制作を通じて「自分のようなもの」が作品として残るんだけれど、あわよくば、それを外に出すことによって自分がもう一回生まれなおす経験を得たいと思っているんですね。毎回うまくいくわけではないですが。そういう意味で、他人からなにかを指摘してもらうまでもなく、すでに自分の作品はどこか自分から離れたものとして感じられます。かといってそれは作品を客観視しているということでもない。自分なんだけれど、どこか自分ではないもの、という感じです。だから作品が外に出ることで客観的な距離を得るというよりは、自分自身がそこから抜け出しながら自己が再組織化されるような、そういう経験になれば脱皮成功でしょう。


トーク後には懇親会が旧・原田米店の中庭で行われました

 


プロフィール:
池田剛介(いけだ・こうすけ)
1980年福岡県生まれ。
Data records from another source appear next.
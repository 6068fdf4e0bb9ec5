use crate::error::AppError;
use crate::models::{AppendEntryRequest, EntryResponse, HistoryRow, RecentQuery};
use crate::state::AppState;
use axum::{
    Json,
    extract::{Query, State},
    http::StatusCode,
};
use types::entry::Delta;
use types::ids::ParticipantId;

/// Default page size for the recent-history view.
const DEFAULT_HISTORY_LIMIT: usize = 50;
/// Hard cap so a single query cannot ask for the whole ledger here;
/// the full history lives on `GET /ranking`.
const MAX_HISTORY_LIMIT: usize = 1000;

/// `POST /scoreEntries` — validate and append one signed delta.
///
/// Validation runs before any store call: a rejected request has no
/// partial effect. The atomicity boundary is the single append.
pub async fn append_entry(
    State(state): State<AppState>,
    Json(payload): Json<AppendEntryRequest>,
) -> Result<(StatusCode, Json<EntryResponse>), AppError> {
    let participant_id = payload
        .participant_id
        .as_deref()
        .map(str::trim)
        .filter(|s| !s.is_empty())
        .ok_or_else(|| AppError::BadRequest("participant_id is required".into()))?;

    let raw_delta = payload
        .delta
        .ok_or_else(|| AppError::BadRequest("delta is required".into()))?;
    let delta = Delta::try_new(raw_delta)
        .ok_or_else(|| AppError::BadRequest("delta must be a non-zero integer".into()))?;

    // An empty reason carries no information; store it as absent
    let reason = payload.reason.filter(|r| !r.trim().is_empty());

    let entry = state
        .store
        .append(&ParticipantId::new(participant_id), delta, reason)?;

    Ok((StatusCode::CREATED, Json(entry.into())))
}

/// `GET /scoreEntries?limit=N` — most recent entries, newest first,
/// each joined with the owning participant's name.
pub async fn list_recent(
    State(state): State<AppState>,
    Query(query): Query<RecentQuery>,
) -> Result<Json<Vec<HistoryRow>>, AppError> {
    let limit = query.limit.unwrap_or(DEFAULT_HISTORY_LIMIT);
    if limit == 0 {
        return Err(AppError::BadRequest("limit must be positive".into()));
    }
    let limit = limit.min(MAX_HISTORY_LIMIT);

    let directory = state.store.directory();
    let rows = state
        .store
        .list_recent(limit)
        .into_iter()
        .map(|entry| HistoryRow::join(entry, directory))
        .collect();

    Ok(Json(rows))
}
2005年、東京藝術大学大学院先端芸術表現専攻修士課程修了。
自然現象やマテリアルへの関心を通じて、インスタレーションや絵画作品を展開する。
主な個展に「Plastic Flux」(Lower Akihabara, 2009)。
主なグループ展に「東京藝術発電所」(東京藝術大学, 2011)、「堂島リバービエンナーレ」(堂島リバーフォーラム, 2011)、「松戸アートラインプロジェクト」(松戸市一帯, 2010)、「Vivid Material」(東京藝術大学, 2008)など。
http://kosukeikeda.net/

大山エンリコイサム(おおやま・えんりこいさむ)
1983年、東京生まれ。美術家。「Quick Turn Structure(急旋回構造)」という独特のモチーフを軸に、ペインティングやインスタレーション、壁画などの作品を制作、発表している。おもな展示に「あいちトリエンナーレ2010」(名古屋市長者町、2010)、「Padiglione Italia nel mondo : Biennale di Venezia 2011」(イタリア文化会館東京, 2011)など。共著=『アーキテクチャとクラウド──情報による空間の変容』(millegraph、2010)。論文=「バンクシーズ・リテラシー──監視の視線から見晴らしのよい視野にむかって」(『ユリイカ』2011年8月号、青土社)ほか。
http://enricoletter.net/

寺井元一(てらい・もとかず)
株式会社まちづクリエイティブ代表取締役。 NPO法人KOMPOSITION代表理事。 1977年、兵庫県生まれ。2001年、早稲田大学政経学部卒業のあと、同大学大学院に進学(のち中退)。2002年にNPO法人KOMPOSITIONを設立。 渋谷を拠点に若いアーティストやアスリートのため、活動の場や機会を提供する活動を始める。横浜・桜木町の壁画プロジェクト「桜木町 ON THE WALL」や、渋谷・代々木公園でのストリートボール大会「ALLDAY」などのイベントを企画運営してきた。 2010年、株式会社まちづクリエイティブを設立し、クリエイター層の誘致により松戸駅前エリアの活性化を目指す「MAD Cityプロジェクト」を開始。 多目的スペース「MAD City Gallery」開設、「松戸アートラインプロジェクト」の運営にも携わる。